Revolutionary Advances in LLM Architecture and Training Efficiency, Multimodal and Reasoning Optimization
Web Agent, Low-bit Attention, 3D Scene Representation and Generation Technology Advances for Next-Generation AI

This week''s META-X AI paper review covers LLM architecture innovation, multimodal advances, reasoning optimization, and 3D generation.

LLM Architecture and Training Efficiency: Qwen3 Technical Report presents LLMs integrating "thinking mode" and "non-thinking mode" with "thinking budget" mechanism for dynamic mode switching and flexible compute allocation; expanded from 29 to 119 language support; achieves top performance on coding and math reasoning benchmarks with Apache 2.0 open-source release. Chain-of-Model (CoM/CoLM) introduces chain-form causal relationships to LLM training for improved efficiency and flexibility. Quantization-aware training (QAT) analysis provides foundation for 4-bit quantization efficient deployment.

Multimodal and Reasoning: BAGEL supports integrated text, image, and video learning for complex multimodal reasoning and generation. MMaDA achieves state-of-the-art performance across diverse multimodal tasks. MMLongBench provides evaluation benchmarks. GuardReasoner-VL improves VLM safety through RL-enhanced harmful content detection. AdaptThink uses RL to select optimal "thinking mode" based on problem difficulty.

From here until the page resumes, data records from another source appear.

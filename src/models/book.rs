//! Book (catalog entry) model, copy-count invariant and related types

use chrono::{DateTime, Utc};
use once_cell::sync::Lazy;
use regex::Regex;
use serde::{Deserialize, Serialize};
use sqlx::FromRow;
use utoipa::{IntoParams, ToSchema};
use validator::Validate;

use crate::error::{AppError, AppResult};

/// Printing press; nothing older is catalogued
pub const MIN_PUBLICATION_YEAR: i32 = 1450;

/// ISBN-10 (optional trailing X) or ISBN-13, without separators
static ISBN_RE: Lazy<Regex> =
    Lazy::new(|| Regex::new(r"^(?:\d{9}[\dX]|\d{13})$").expect("valid ISBN regex"));

/// Book model from database
#[derive(Debug, Clone, Serialize, Deserialize, FromRow, ToSchema)]
pub struct Book {
    pub id: i32,
    pub title: String,
    pub isbn: String,
    pub publication_year: i32,
    pub author_id: i32,
    pub category_id: Option<i32>,
    /// Owned stock
    pub total_copies: i32,
    /// Currently lendable stock, never above `total_copies`
    pub available_copies: i32,
    pub description: String,
    pub language: String,
    pub pages: i32,
    pub publisher: String,
    pub cover_image: Option<String>,
    pub created_at: DateTime<Utc>,
}

impl Book {
    pub fn is_available(&self) -> bool {
        self.available_copies > 0
    }

    /// Take one copy off the shelf for a new loan.
    pub fn lend_copy(&mut self) -> AppResult<()> {
        if !self.is_available() {
            return Err(AppError::BookUnavailable(self.id));
        }
        self.available_copies -= 1;
        Ok(())
    }

    /// Put a returned copy back. Returns whether the count changed; stock is
    /// never raised above `total_copies`.
    pub fn restock_copy(&mut self) -> bool {
        if self.available_copies < self.total_copies {
            self.available_copies += 1;
            true
        } else {
            false
        }
    }
}

/// Compact book representation for lists
#[derive(Debug, Clone, Serialize, Deserialize, FromRow, ToSchema)]
pub struct BookShort {
    pub id: i32,
    pub title: String,
    pub isbn: String,
    pub publication_year: i32,
    pub author_id: i32,
    pub category_id: Option<i32>,
    pub available_copies: i32,
}

/// Book with its author and category names resolved (detail and admin views)
#[derive(Debug, Clone, Serialize, Deserialize, FromRow, ToSchema)]
pub struct BookDetails {
    #[sqlx(flatten)]
    #[serde(flatten)]
    pub book: Book,
    pub author_name: String,
    pub category_name: Option<String>,
}

/// Paginated book list
#[derive(Debug, Serialize, ToSchema)]
pub struct BookPage {
    pub books: Vec<BookShort>,
    pub total: i64,
    pub page: i64,
    pub per_page: i64,
}

/// Create book request
#[derive(Debug, Deserialize, Validate, ToSchema)]
pub struct CreateBook {
    #[validate(length(min = 1, max = 255))]
    pub title: String,
    #[validate(regex(path = *ISBN_RE, message = "ISBN must be 10 or 13 characters without separators"))]
    pub isbn: String,
    pub publication_year: i32,
    pub author_id: i32,
    pub category_id: Option<i32>,
    #[validate(range(min = 0))]
    pub total_copies: i32,
    /// Defaults to `total_copies`
    #[validate(range(min = 0))]
    pub available_copies: Option<i32>,
    pub description: Option<String>,
    #[validate(length(min = 1, max = 50))]
    pub language: String,
    #[validate(range(min = 0))]
    pub pages: i32,
    #[validate(length(min = 1, max = 200))]
    pub publisher: String,
    #[validate(length(max = 255))]
    pub cover_image: Option<String>,
}

/// Update book request
#[derive(Debug, Default, Deserialize, Validate, ToSchema)]
pub struct UpdateBook {
    #[validate(length(min = 1, max = 255))]
    pub title: Option<String>,
    #[validate(regex(path = *ISBN_RE, message = "ISBN must be 10 or 13 characters without separators"))]
    pub isbn: Option<String>,
    pub publication_year: Option<i32>,
    pub author_id: Option<i32>,
    /// `Some(None)` clears the category
    #[serde(default, with = "::serde_with::rust::double_option")]
    #[schema(value_type = Option<i32>)]
    pub category_id: Option<Option<i32>>,
    #[validate(range(min = 0))]
    pub total_copies: Option<i32>,
    #[validate(range(min = 0))]
    pub available_copies: Option<i32>,
    pub description: Option<String>,
    #[validate(length(min = 1, max = 50))]
    pub language: Option<String>,
    #[validate(range(min = 0))]
    pub pages: Option<i32>,
    #[validate(length(min = 1, max = 200))]
    pub publisher: Option<String>,
    #[validate(length(max = 255))]
    pub cover_image: Option<String>,
}

impl UpdateBook {
    /// Merge this update over an existing row
    pub fn apply_to(&self, book: &mut Book) {
        if let Some(ref title) = self.title {
            book.title = title.clone();
        }
        if let Some(ref isbn) = self.isbn {
            book.isbn = isbn.clone();
        }
        if let Some(year) = self.publication_year {
            book.publication_year = year;
        }
        if let Some(author_id) = self.author_id {
            book.author_id = author_id;
        }
        if let Some(category_id) = self.category_id {
            book.category_id = category_id;
        }
        if let Some(total) = self.total_copies {
            book.total_copies = total;
        }
        if let Some(available) = self.available_copies {
            book.available_copies = available;
        }
        if let Some(ref description) = self.description {
            book.description = description.clone();
        }
        if let Some(ref language) = self.language {
            book.language = language.clone();
        }
        if let Some(pages) = self.pages {
            book.pages = pages;
        }
        if let Some(ref publisher) = self.publisher {
            book.publisher = publisher.clone();
        }
        if let Some(ref cover) = self.cover_image {
            book.cover_image = Some(cover.clone());
        }
    }
}

/// Paging parameters
#[derive(Debug, Default, Deserialize, IntoParams, ToSchema)]
#[into_params(parameter_in = Query)]
pub struct PageQuery {
    /// Page number (default: 1)
    pub page: Option<i64>,
    /// Items per page
    pub per_page: Option<i64>,
}

/// Free-text search parameter
#[derive(Debug, Default, Deserialize, IntoParams, ToSchema)]
#[into_params(parameter_in = Query)]
pub struct SearchQuery {
    #[serde(default)]
    pub q: String,
}

/// Admin book listing filters
#[derive(Debug, Default, Deserialize, IntoParams, ToSchema)]
#[into_params(parameter_in = Query)]
pub struct BookQuery {
    /// Search in title, ISBN and author last name
    pub q: Option<String>,
    pub category_id: Option<i32>,
    pub author_id: Option<i32>,
    pub publication_year: Option<i32>,
}

/// Copy counts must satisfy `0 <= available <= total`.
pub fn check_copies(total: i32, available: i32) -> AppResult<()> {
    if total < 0 || available < 0 {
        return Err(AppError::Validation(
            "Copy counts cannot be negative".to_string(),
        ));
    }
    if available > total {
        return Err(AppError::Validation(format!(
            "Available copies ({}) cannot exceed total copies ({})",
            available, total
        )));
    }
    Ok(())
}

/// Publication year must lie in `[1450, current_year]`.
pub fn check_publication_year(year: i32, current_year: i32) -> AppResult<()> {
    if year < MIN_PUBLICATION_YEAR || year > current_year {
        return Err(AppError::Validation(format!(
            "Publication year {} must be between {} and {}",
            year, MIN_PUBLICATION_YEAR, current_year
        )));
    }
    Ok(())
}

AdaCoT reduces costs by activating Chain-of-Thought only when complex reasoning is needed.

Web Agents and 3D Generation: Web-Shepherd introduces the first reward model specialized for web navigation. NovelSeek presents a multi-agent framework for autonomous scientific research from hypothesis to verification. SageAttention3 dramatically improves large model inference efficiency through FP4 Tensor Cores and 8-bit low-bit attention. 3D-4DGS uses hybrid 3D/4D Gaussian separation for efficient dynamic 3D scene representation. 3DTown generates realistic consistent 3D city scenes from a single top-down image without training.